The German finance ministry on Saturday denied it was drawing up contingency plans for a Greek debt restructuring after the Financial Times reported the ministry was studying various options if Athens fails to meet its fiscal targets.
There have been media reports today regarding German plans for Greek sovereign debt restructuring. These plans have no basis in reality, said Martin Kotthaus, spokesman for Finance Minister Wolfgang Schaeuble, in a written statement sent on Saturday.
Citing people briefed about Berlin's thinking, the FT wrote on Saturday that one plan involved swapping Greek debt at market prices for paper guaranteed by the eurozone, similar to Brady Bonds issued by South American countries in the late 1980s.
The other main option, the report said, entailed providing debt relief assistance by buying bonds from investors and then retiring the debt or extending their maturities -- a plan akin to the International Monetary Fund's Heavily Indebted Poor Countries (HIPC) initiative.
The government has long since started preparing for a Greek restructuring, the FT quoted one person briefed as saying.
It's not pushing Greece into this. It knows that none of these plans will work if the Greeks don't want them.
The report said other options were also being considered but chancellery and finance ministry officials had spent time analysing these market friendly options.

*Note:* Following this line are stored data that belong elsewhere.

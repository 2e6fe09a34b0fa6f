use std::path::{Path, PathBuf};

use cadence_core::Fidelity;

/// All well-known paths under `.cadence/`.
#[derive(Debug, Clone)]
pub struct CadencePaths {
    pub root: PathBuf,
    pub cadence_dir: PathBuf,
    pub summaries_dir: PathBuf,
    pub exports_dir: PathBuf,
    pub config_yaml: PathBuf,
    pub lock_file: PathBuf,
}

impl CadencePaths {
    /// Derive all paths from a workspace root. Pure computation, no I/O.
    pub fn discover(root: impl Into<PathBuf>) -> Self {
        let root = root.into();
        let cadence_dir = root.join(".cadence");
        Self {
            summaries_dir: cadence_dir.join("summaries"),
            exports_dir: cadence_dir.join("exports"),
            config_yaml: cadence_dir.join("config.yaml"),
            lock_file: cadence_dir.join("LOCK"),
            cadence_dir,
            root,
        }
    }

    /// Per-user fallback root: `<data_dir>/cadence`, or `~/.cadence-home`.
    pub fn default_root() -> PathBuf {
        if let Some(data_dir) = dirs::data_dir() {
            data_dir.join("cadence")
        } else if let Some(home) = dirs::home_dir() {
            home.join(".cadence-home")
        } else {
            PathBuf::from(".cadence-home")
        }
    }

    /// Walk up from `start` looking for a directory containing `.cadence/`.
    pub fn find_root(start: &Path) -> Option<PathBuf> {
        let mut cur = start.to_path_buf();
        loop {
            if cur.join(".cadence").is_dir() {
                return Some(cur);
            }
            if !cur.pop() {
                return None;
            }
        }
    }

    /// Create all required directories. Idempotent.
    pub fn ensure_layout(&self) -> anyhow::Result<()> {
        for dir in [&self.cadence_dir, &self.summaries_dir, &self.exports_dir] {
            std::fs::create_dir_all(dir)?;
        }
        Ok(())
    }

    pub fn is_initialized(&self) -> bool {
        self.cadence_dir.is_dir()
    }

    pub fn fidelity_dir(&self, fidelity: Fidelity) -> PathBuf {
        self.summaries_dir.join(fidelity.as_str())
    }

    pub fn summary_json(&self, fidelity: Fidelity, period: &str) -> PathBuf {
        self.fidelity_dir(fidelity).join(format!("{period}.json"))
    }

    pub fn summary_md(&self, fidelity: Fidelity, period: &str) -> PathBuf {
        self.fidelity_dir(fidelity).join(format!("{period}.md"))
    }
}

Leading voices in the German government believe a Greek debt restructuring is highly probable, people involved in the discussions have told Reuters.

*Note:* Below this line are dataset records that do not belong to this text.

use std::collections::{BTreeSet, HashMap, HashSet, VecDeque};
use std::fmt;

use cadence_core::period::{parse_period, source_periods};
use cadence_core::{DateRange, Fidelity, PeriodError};
use serde::Serialize;

use crate::error::EngineError;

/// One `(fidelity, period)` document to build.
#[derive(Debug, Clone, PartialEq, Eq, PartialOrd, Ord, Hash, Serialize)]
pub struct Target {
    pub fidelity: Fidelity,
    pub period: String,
}

impl Target {
    pub fn new(fidelity: Fidelity, period: impl Into<String>) -> Self {
        Self {
            fidelity,
            period: period.into(),
        }
    }

    pub fn range(&self) -> Result<DateRange, PeriodError> {
        parse_period(self.fidelity, &self.period)
    }

    /// Source-fidelity targets this one is distilled from. Empty for daily.
    pub fn sources(&self) -> Result<Vec<Target>, PeriodError> {
        let Some(source) = self.fidelity.source() else {
            return Ok(Vec::new());
        };
        Ok(source_periods(self.fidelity, &self.period)?
            .into_iter()
            .map(|p| Target::new(source, p))
            .collect())
    }
}

impl fmt::Display for Target {
    fn fmt(&self, f: &mut fmt::Formatter<'_>) -> fmt::Result {
        write!(f, "{} {}", self.fidelity, self.period)
    }
}

/// Work list for building `target`.
///
/// Without `deps` the list is just the target. With `deps`, every source
/// period that `is_available` reports missing is added, recursively down to
/// daily, and the list is ordered with Kahn's algorithm so that each entry
/// comes after everything it is distilled from. Ties break on
/// `(fidelity, period)`, so finer documents come first. The target is last.
pub fn plan_generation<F>(
    target: &Target,
    deps: bool,
    mut is_available: F,
) -> Result<Vec<Target>, EngineError>
where
    F: FnMut(&Target) -> anyhow::Result<bool>,
{
    target.range()?;
    if !deps {
        return Ok(vec![target.clone()]);
    }

    // Edges point from a source document to the document distilled from it.
    let mut in_degree: HashMap<Target, usize> = HashMap::new();
    let mut dependents: HashMap<Target, Vec<Target>> = HashMap::new();
    let mut seen: HashSet<Target> = HashSet::new();
    let mut queue: VecDeque<Target> = VecDeque::new();

    in_degree.insert(target.clone(), 0);
    seen.insert(target.clone());
    queue.push_back(target.clone());

    while let Some(node) = queue.pop_front() {
        for source in node.sources()? {
            if !seen.contains(&source) && is_available(&source)? {
                continue;
            }
            if seen.insert(source.clone()) {
                in_degree.entry(source.clone()).or_insert(0);
                queue.push_back(source.clone());
            }
            *in_degree.entry(node.clone()).or_insert(0) += 1;
            dependents.entry(source).or_default().push(node.clone());
        }
    }

    let mut ready: BTreeSet<Target> = in_degree
        .iter()
        .filter(|(_, &deg)| deg == 0)
        .map(|(t, _)| t.clone())
        .collect();
    let mut order = Vec::with_capacity(in_degree.len());

    while let Some(next) = ready.pop_first() {
        if let Some(parents) = dependents.get(&next) {
            for parent in parents {
                if let Some(deg) = in_degree.get_mut(parent) {
                    *deg -= 1;
                    if *deg == 0 {
                        ready.insert(parent.clone());
                    }
                }
            }
        }
        order.push(next);
    }

    // Every edge goes to a strictly coarser fidelity, so the graph is acyclic
    // and Kahn's algorithm drains it completely.
    debug_assert_eq!(order.len(), in_degree.len());
    Ok(order)
}

#[cfg(test)]
mod tests {
    use super::*;

    fn none_available(_: &Target) -> anyhow::Result<bool> {
        Ok(false)
    }

    #[test]
    fn without_deps_only_target() {
        let target = Target::new(Fidelity::Monthly, "2025-02");
        let plan = plan_generation(&target, false, none_available).unwrap();
        assert_eq!(plan, vec![target]);
    }

    #[test]
    fn daily_target_has_no_dependencies() {
        let target = Target::new(Fidelity::Daily, "2025-02-03");
        let plan = plan_generation(&target, true, none_available).unwrap();
        assert_eq!(plan, vec![target]);
    }

    #[test]
    fn weekly_expands_to_seven_days_first() {
        let target = Target::new(Fidelity::Weekly, "2025-W03");
        let plan = plan_generation(&target, true, none_available).unwrap();
        assert_eq!(plan.len(), 8);
        assert_eq!(plan[0], Target::new(Fidelity::Daily, "2025-01-13"));
        assert_eq!(plan[6], Target::new(Fidelity::Daily, "2025-01-19"));
        assert_eq!(plan[7], target);
    }

    #[test]
    fn skips_available_documents() {
        let target = Target::new(Fidelity::Monthly, "2025-02");
        let cached = Target::new(Fidelity::Weekly, "2025-W06");
        let plan = plan_generation(&target, true, |t| Ok(*t == cached)).unwrap();

        let weeks: Vec<&str> = plan
            .iter()
            .filter(|t| t.fidelity == Fidelity::Weekly)
            .map(|t| t.period.as_str())
            .collect();
        assert_eq!(weeks, vec!["2025-W05", "2025-W07", "2025-W08", "2025-W09"]);

        let days = plan.iter().filter(|t| t.fidelity == Fidelity::Daily).count();
        assert_eq!(days, 28);
        assert!(!plan.contains(&Target::new(Fidelity::Daily, "2025-02-03")));
        assert_eq!(plan.last(), Some(&target));

        let unique: HashSet<&Target> = plan.iter().collect();
        assert_eq!(unique.len(), plan.len());
    }

    #[test]
    fn every_entry_follows_its_sources() {
        let target = Target::new(Fidelity::Quarterly, "2025-Q1");
        let plan = plan_generation(&target, true, none_available).unwrap();
        let position: HashMap<&Target, usize> =
            plan.iter().enumerate().map(|(i, t)| (t, i)).collect();
        for t in &plan {
            for source in t.sources().unwrap() {
                assert!(position[&source] < position[t], "{source} after {t}");
            }
        }
        assert_eq!(plan.last(), Some(&target));
        assert_eq!(
            plan.iter().filter(|t| t.fidelity == Fidelity::Monthly).count(),
            3
        );
    }

    #[test]
    fn lookup_errors_propagate() {
        let target = Target::new(Fidelity::Weekly, "2025-W03");
        let err = plan_generation(&target, true, |_| anyhow::bail!("disk gone")).unwrap_err();
        assert!(matches!(err, EngineError::Store(_)));
    }

    #[test]
    fn rejects_malformed_target() {
        let target = Target::new(Fidelity::Weekly, "2025-W3");
        let err = plan_generation(&target, true, none_available).unwrap_err();
        assert!(matches!(err, EngineError::Period(_)));
    }
}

The German chancellery declined to comment on the FT report, referring all media inquiries on the matter to the finance ministry.

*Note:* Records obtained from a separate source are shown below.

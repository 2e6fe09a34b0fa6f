use std::collections::HashMap;
use std::sync::Arc;

use cadence_core::period::previous_period;
use cadence_core::{DateRange, Fidelity, SummaryDocument};
use cadence_store::DocumentStore;
use time::format_description::well_known::Rfc3339;
use time::OffsetDateTime;

use crate::categorize::Categorizer;
use crate::collect::Collector;
use crate::config::EngineConfig;
use crate::direct::generate_direct;
use crate::distill::distill;
use crate::error::EngineError;
use crate::plan::{plan_generation, Target};
use crate::report::{GenerationReport, Warning, WarningKind};
use crate::trends::analyze_trends;

/// What to build.
#[derive(Debug, Clone, PartialEq, Eq)]
pub struct GenerationRequest {
    pub fidelity: Fidelity,
    pub period: String,
    /// Rebuild even if the document exists. Applies to the target only.
    pub force: bool,
    /// Build missing source documents first.
    pub deps: bool,
    /// Build everything in memory; write nothing.
    pub dry_run: bool,
    /// Explicit range for the target instead of the period's own.
    pub range: Option<DateRange>,
}

impl GenerationRequest {
    pub fn new(fidelity: Fidelity, period: impl Into<String>) -> Self {
        Self {
            fidelity,
            period: period.into(),
            force: false,
            deps: false,
            dry_run: false,
            range: None,
        }
    }

    pub fn force(mut self, force: bool) -> Self {
        self.force = force;
        self
    }

    pub fn deps(mut self, deps: bool) -> Self {
        self.deps = deps;
        self
    }

    pub fn dry_run(mut self, dry_run: bool) -> Self {
        self.dry_run = dry_run;
        self
    }

    pub fn with_range(mut self, range: DateRange) -> Self {
        self.range = Some(range);
        self
    }
}

/// Builds summary documents, daily ones from the collectors and coarser ones
/// by distilling stored documents one level finer.
pub struct Orchestrator {
    config: Arc<EngineConfig>,
    store: Arc<dyn DocumentStore>,
    collectors: Vec<Arc<dyn Collector>>,
    categorizer: Arc<dyn Categorizer>,
}

/// Per-call state: documents built so far and accumulated warnings.
#[derive(Default)]
struct Run {
    built: HashMap<Target, SummaryDocument>,
    warnings: Vec<Warning>,
}

impl Orchestrator {
    pub fn new(
        config: Arc<EngineConfig>,
        store: Arc<dyn DocumentStore>,
        categorizer: Arc<dyn Categorizer>,
    ) -> Self {
        Self {
            config,
            store,
            collectors: Vec::new(),
            categorizer,
        }
    }

    pub fn with_collector(mut self, collector: Arc<dyn Collector>) -> Self {
        self.collectors.push(collector);
        self
    }

    pub fn with_collectors(mut self, collectors: impl IntoIterator<Item = Arc<dyn Collector>>) -> Self {
        self.collectors.extend(collectors);
        self
    }

    /// Build, or fetch, the document for `request`.
    ///
    /// An existing document is returned untouched unless `force` is set. With
    /// `deps`, missing source documents are built first, finest first, each
    /// persisted as soon as it is built. Fails on a malformed period, a store
    /// error, or when a distilled target has no source documents at all.
    pub async fn generate(
        &self,
        request: &GenerationRequest,
    ) -> Result<GenerationReport, EngineError> {
        let target = Target::new(request.fidelity, request.period.clone());
        target.range()?;

        if !request.force {
            if let Some(document) = self.store.load(target.fidelity, &target.period)? {
                tracing::info!(fidelity = %target.fidelity, period = %target.period, "using stored summary");
                return Ok(GenerationReport {
                    document,
                    cache_hit: true,
                    generated: Vec::new(),
                    warnings: Vec::new(),
                    persisted: false,
                });
            }
        }

        let work = plan_generation(&target, request.deps, |t| {
            self.store.exists(t.fidelity, &t.period)
        })?;
        tracing::info!(
            fidelity = %target.fidelity,
            period = %target.period,
            documents = work.len(),
            dry_run = request.dry_run,
            "generation planned"
        );

        let mut run = Run::default();
        let mut generated = Vec::with_capacity(work.len());
        for next in work {
            let is_target = next == target;
            let range = match request.range {
                Some(range) if is_target => range,
                _ => next.range()?,
            };

            let mut doc = match self.build(&next, range, &mut run).await {
                Ok(doc) => doc,
                Err(EngineError::NoSourceSummariesAvailable { .. }) if !is_target => {
                    tracing::warn!(fidelity = %next.fidelity, period = %next.period, "dependency has no sources, skipping");
                    continue;
                }
                Err(e) => return Err(e),
            };

            if request.dry_run {
                doc.file_path = None;
            } else {
                self.store.save(&doc)?;
                tracing::info!(id = %doc.id, items = doc.stats.total_items, "summary saved");
            }
            generated.push(next.clone());
            run.built.insert(next, doc);
        }

        let document = run
            .built
            .remove(&target)
            .ok_or_else(|| anyhow::anyhow!("{target} was planned but not built"))?;
        Ok(GenerationReport {
            document,
            cache_hit: false,
            generated,
            warnings: run.warnings,
            persisted: !request.dry_run,
        })
    }

    async fn build(
        &self,
        target: &Target,
        range: DateRange,
        run: &mut Run,
    ) -> Result<SummaryDocument, EngineError> {
        let mut doc = match target.fidelity.source() {
            None => {
                tracing::debug!(period = %target.period, "direct generation");
                let collectors: Vec<Arc<dyn Collector>> = self
                    .collectors
                    .iter()
                    .filter(|c| !self.config.disabled_sources.contains(&c.source()))
                    .cloned()
                    .collect();
                let (doc, warnings) = generate_direct(
                    &target.period,
                    range,
                    &collectors,
                    self.categorizer.as_ref(),
                    timestamp(),
                )
                .await;
                run.warnings.extend(warnings);
                doc
            }
            Some(source_fidelity) => {
                let mut sources = Vec::new();
                let mut missing = Vec::new();
                for source in target.sources()? {
                    match self.lookup(&source, run)? {
                        Some(doc) => sources.push(doc),
                        None => missing.push(source.period),
                    }
                }
                if sources.is_empty() {
                    return Err(EngineError::NoSourceSummariesAvailable {
                        fidelity: target.fidelity,
                        source_fidelity,
                        period: target.period.clone(),
                        missing,
                    });
                }
                for period in &missing {
                    tracing::warn!(fidelity = %target.fidelity, period = %target.period, missing = %period, "source summary missing");
                    run.warnings.push(Warning::new(
                        WarningKind::MissingSourceSummary,
                        format!("{target}: no {source_fidelity} summary for {period}"),
                    ));
                }
                tracing::debug!(
                    fidelity = %target.fidelity,
                    period = %target.period,
                    sources = sources.len(),
                    "distilling"
                );
                distill(target.fidelity, &target.period, range, &sources, timestamp())
            }
        };

        if doc.fidelity != Fidelity::Daily {
            let (previous, history) = self.history(target, run)?;
            let (trends, warning) = analyze_trends(
                &doc,
                previous.as_ref(),
                &history,
                self.categorizer.as_ref(),
                &self.config.trends,
            )
            .await;
            run.warnings.extend(warning);
            doc.trends = Some(trends);
        }

        doc.file_path = self.store.location(doc.fidelity, &doc.period);
        Ok(doc)
    }

    /// A document built in this run, or else the stored one.
    fn lookup(&self, target: &Target, run: &Run) -> Result<Option<SummaryDocument>, EngineError> {
        if let Some(doc) = run.built.get(target) {
            return Ok(Some(doc.clone()));
        }
        Ok(self.store.load(target.fidelity, &target.period)?)
    }

    /// The immediately preceding document, and every available document in
    /// the trend window, most recent first.
    fn history(
        &self,
        target: &Target,
        run: &Run,
    ) -> Result<(Option<SummaryDocument>, Vec<SummaryDocument>), EngineError> {
        let mut previous = None;
        let mut history = Vec::new();
        let mut period = target.period.clone();
        for step in 0..self.config.trends.history_window.max(1) {
            period = previous_period(target.fidelity, &period)?;
            let Some(doc) = self.lookup(&Target::new(target.fidelity, period.clone()), run)? else {
                continue;
            };
            if step == 0 {
                previous = Some(doc.clone());
            }
            if step < self.config.trends.history_window {
                history.push(doc);
            }
        }
        Ok((previous, history))
    }
}

fn timestamp() -> String {
    let now = OffsetDateTime::now_utc();
    now.format(&Rfc3339).unwrap_or_else(|_| now.to_string())
}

In June the IMF, European Central Bank and European Commission will examine whether Greece has met the prerequisites to receive the next tranche of its 110 billion euro bailout package.
In an interview in Die Welt published last week, Schaeuble said additional steps would need to be taken should the progress report in June conclude there are doubts about the fiscal sustainability, adding however any restructuring would have to be voluntary if done before 2013.
So far Greece has received 53 billion in four separate payments.